### GIVEN RECORDS
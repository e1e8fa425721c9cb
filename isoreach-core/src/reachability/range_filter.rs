use serde::{Deserialize, Serialize};
use serde_json::{json, Value};

use super::TRAVEL_TIME_PROPERTY;

/// splits travel-time features into a reachable and an unreachable layer at
/// a travel time threshold. the two filters are complementary, so every
/// feature lands in exactly one layer.
#[derive(Serialize, Deserialize, Debug, Clone, Copy, PartialEq, Eq)]
pub struct RangeFilter {
    /// threshold in seconds. features strictly below it are reachable.
    pub max_travel_time: i64,
}

impl RangeFilter {
    pub fn from_minutes(minutes: u32) -> RangeFilter {
        RangeFilter {
            max_travel_time: i64::from(minutes) * 60,
        }
    }

    /// map-style filter expression for the reachable layer
    pub fn reachable_filter(&self) -> Value {
        json!(["<", TRAVEL_TIME_PROPERTY, self.max_travel_time])
    }

    /// map-style filter expression for the unreachable layer
    pub fn unreachable_filter(&self) -> Value {
        json!([">=", TRAVEL_TIME_PROPERTY, self.max_travel_time])
    }

    /// whether a travel time passes the reachable filter
    pub fn is_within(&self, travel_time: i64) -> bool {
        travel_time < self.max_travel_time
    }
}

#[cfg(test)]
mod tests {
    use super::RangeFilter;

    #[test]
    fn test_filters_use_seconds() {
        let filter = RangeFilter::from_minutes(20);
        assert_eq!(
            filter.reachable_filter(),
            serde_json::json!(["<", "travelTime", 1200])
        );
        assert_eq!(
            filter.unreachable_filter(),
            serde_json::json!([">=", "travelTime", 1200])
        );
    }

    #[test]
    fn test_threshold_partitions_travel_times() {
        let filter = RangeFilter::from_minutes(30);
        assert!(filter.is_within(0));
        assert!(filter.is_within(1799));
        assert!(!filter.is_within(1800));
        // the travel-times sentinel for a 30 minute search
        assert!(!filter.is_within(1801));
    }
}
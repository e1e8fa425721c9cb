use std::collections::HashMap;

use crate::model::{Point, TravelRecord};

use super::{ReachabilityAggregation, ReachabilityError};

/// combines the per-source travel times of a reachability response into the
/// fastest travel time for each target.
///
/// records with a travel time of -1 (no path) contribute nothing, and records
/// for identifiers missing from `targets` are logged and skipped. targets that
/// no record reaches are assigned `unreachable_sentinel`.
///
/// # Arguments
///
/// * `targets` - target locations, identifiers must be unique
/// * `records` - (target, travel time) pairs from every source, in any order
/// * `unreachable_sentinel` - value assigned to unreached targets. callers pick
///   something larger than any real travel time, such as the max edge weight + 1.
///
/// # Returns
///
/// exactly one travel time per target, or an error if the inputs are malformed
pub fn aggregate(
    targets: &[Point],
    records: &[TravelRecord],
    unreachable_sentinel: i64,
) -> Result<ReachabilityAggregation, ReachabilityError> {
    if unreachable_sentinel < 0 {
        return Err(ReachabilityError::InvalidSentinel(unreachable_sentinel));
    }

    let mut fastest: HashMap<&str, Option<i64>> = HashMap::with_capacity(targets.len());
    for target in targets {
        if fastest.insert(target.id.as_str(), None).is_some() {
            return Err(ReachabilityError::DuplicateTarget(target.id.clone()));
        }
    }

    let mut unmatched = 0;
    for record in records {
        match fastest.get_mut(record.id.as_str()) {
            None => {
                log::warn!("travel record for unknown target '{}', skipping", record.id);
                unmatched += 1;
            }
            Some(_) if !record.is_reachable() => {}
            Some(slot) => {
                let time = match *slot {
                    Some(current) => current.min(record.travel_time),
                    None => record.travel_time,
                };
                *slot = Some(time);
            }
        }
    }

    let travel_times = fastest
        .into_iter()
        .map(|(id, time)| (id.to_string(), time.unwrap_or(unreachable_sentinel)))
        .collect::<HashMap<_, _>>();
    log::debug!(
        "aggregated {} records onto {} targets ({} unmatched records)",
        records.len(),
        travel_times.len(),
        unmatched
    );

    Ok(ReachabilityAggregation::new(travel_times, unreachable_sentinel))
}

#[cfg(test)]
mod tests {
    use super::aggregate;
    use crate::{
        model::{Point, TravelRecord},
        reachability::ReachabilityError,
    };

    fn targets(ids: &[&str]) -> Vec<Point> {
        ids.iter()
            .enumerate()
            .map(|(i, id)| Point::new(*id, i as f64, i as f64))
            .collect()
    }

    #[test]
    fn test_minimum_with_unknown_target() {
        let targets = targets(&["a", "b"]);
        let records = vec![
            TravelRecord::new("a", 500),
            TravelRecord::new("a", 300),
            TravelRecord::new("c", 100),
        ];
        let result = aggregate(&targets, &records, 1801).unwrap();
        assert_eq!(result.len(), 2);
        assert_eq!(result.get("a"), Some(300));
        assert_eq!(result.get("b"), Some(1801));
        assert_eq!(result.get("c"), None);
    }

    #[test]
    fn test_no_path_record_does_not_lower_minimum() {
        let targets = targets(&["a", "b"]);
        let records = vec![
            TravelRecord::new("b", -1),
            TravelRecord::new("a", 120),
            TravelRecord::new("a", -1),
        ];
        let result = aggregate(&targets, &records, 1801).unwrap();
        assert_eq!(result.get("a"), Some(120));
        assert_eq!(result.get("b"), Some(1801));
    }

    #[test]
    fn test_every_target_appears_once() {
        let targets = targets(&["a", "b", "c", "d"]);
        let records = vec![TravelRecord::new("d", 60), TravelRecord::new("x", 1)];
        let result = aggregate(&targets, &records, 901).unwrap();
        assert_eq!(result.len(), targets.len());
        for t in targets.iter() {
            assert!(result.get(&t.id).is_some(), "missing target {}", t.id);
        }
    }

    #[test]
    fn test_duplicated_records_are_idempotent() {
        let targets = targets(&["a", "b", "c"]);
        let records = vec![
            TravelRecord::new("a", 400),
            TravelRecord::new("b", -1),
            TravelRecord::new("c", 90),
            TravelRecord::new("a", 200),
        ];
        let doubled = records
            .iter()
            .chain(records.iter())
            .cloned()
            .collect::<Vec<_>>();
        let once = aggregate(&targets, &records, 1801).unwrap();
        let twice = aggregate(&targets, &doubled, 1801).unwrap();
        assert_eq!(once, twice);
    }

    #[test]
    fn test_record_order_does_not_matter() {
        let targets = targets(&["a", "b"]);
        let mut records = vec![
            TravelRecord::new("a", 700),
            TravelRecord::new("b", 50),
            TravelRecord::new("a", 10),
            TravelRecord::new("b", 900),
        ];
        let forward = aggregate(&targets, &records, 1801).unwrap();
        records.reverse();
        let backward = aggregate(&targets, &records, 1801).unwrap();
        assert_eq!(forward, backward);
    }

    #[test]
    fn test_smaller_record_never_increases_result() {
        let targets = targets(&["a", "b"]);
        let mut records = vec![TravelRecord::new("a", 600), TravelRecord::new("b", 300)];
        let before = aggregate(&targets, &records, 1801).unwrap();
        for time in [0, 299, 300, 301, 1800] {
            records.push(TravelRecord::new("b", time));
            let after = aggregate(&targets, &records, 1801).unwrap();
            assert!(after.get("b").unwrap() <= before.get("b").unwrap());
            assert_eq!(after.get("a"), before.get("a"));
        }
    }

    #[test]
    fn test_unreferenced_target_gets_exact_sentinel() {
        let targets = targets(&["lonely"]);
        let result = aggregate(&targets, &[], 12345).unwrap();
        assert_eq!(result.get("lonely"), Some(12345));
        assert!(!result.is_reached("lonely"));
    }

    #[test]
    fn test_empty_targets_yield_empty_result() {
        let result = aggregate(&[], &[TravelRecord::new("a", 1)], 1801).unwrap();
        assert!(result.is_empty());
    }

    #[test]
    fn test_duplicate_target_is_malformed() {
        let targets = targets(&["a", "b", "a"]);
        let result = aggregate(&targets, &[], 1801);
        assert_eq!(
            result,
            Err(ReachabilityError::DuplicateTarget(String::from("a")))
        );
    }

    #[test]
    fn test_negative_sentinel_is_rejected() {
        let targets = targets(&["a"]);
        let result = aggregate(&targets, &[], -1);
        assert_eq!(result, Err(ReachabilityError::InvalidSentinel(-1)));
    }
}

### EXERCISE GOAL
From the entries, copy out each line containing the word "layer".

### ANSWER FOR THE TASK
/// splits travel-time features into a reachable and an unreachable layer at
/// feature lands in exactly one layer.
    /// map-style filter expression for the reachable layer
    /// map-style filter expression for the unreachable layer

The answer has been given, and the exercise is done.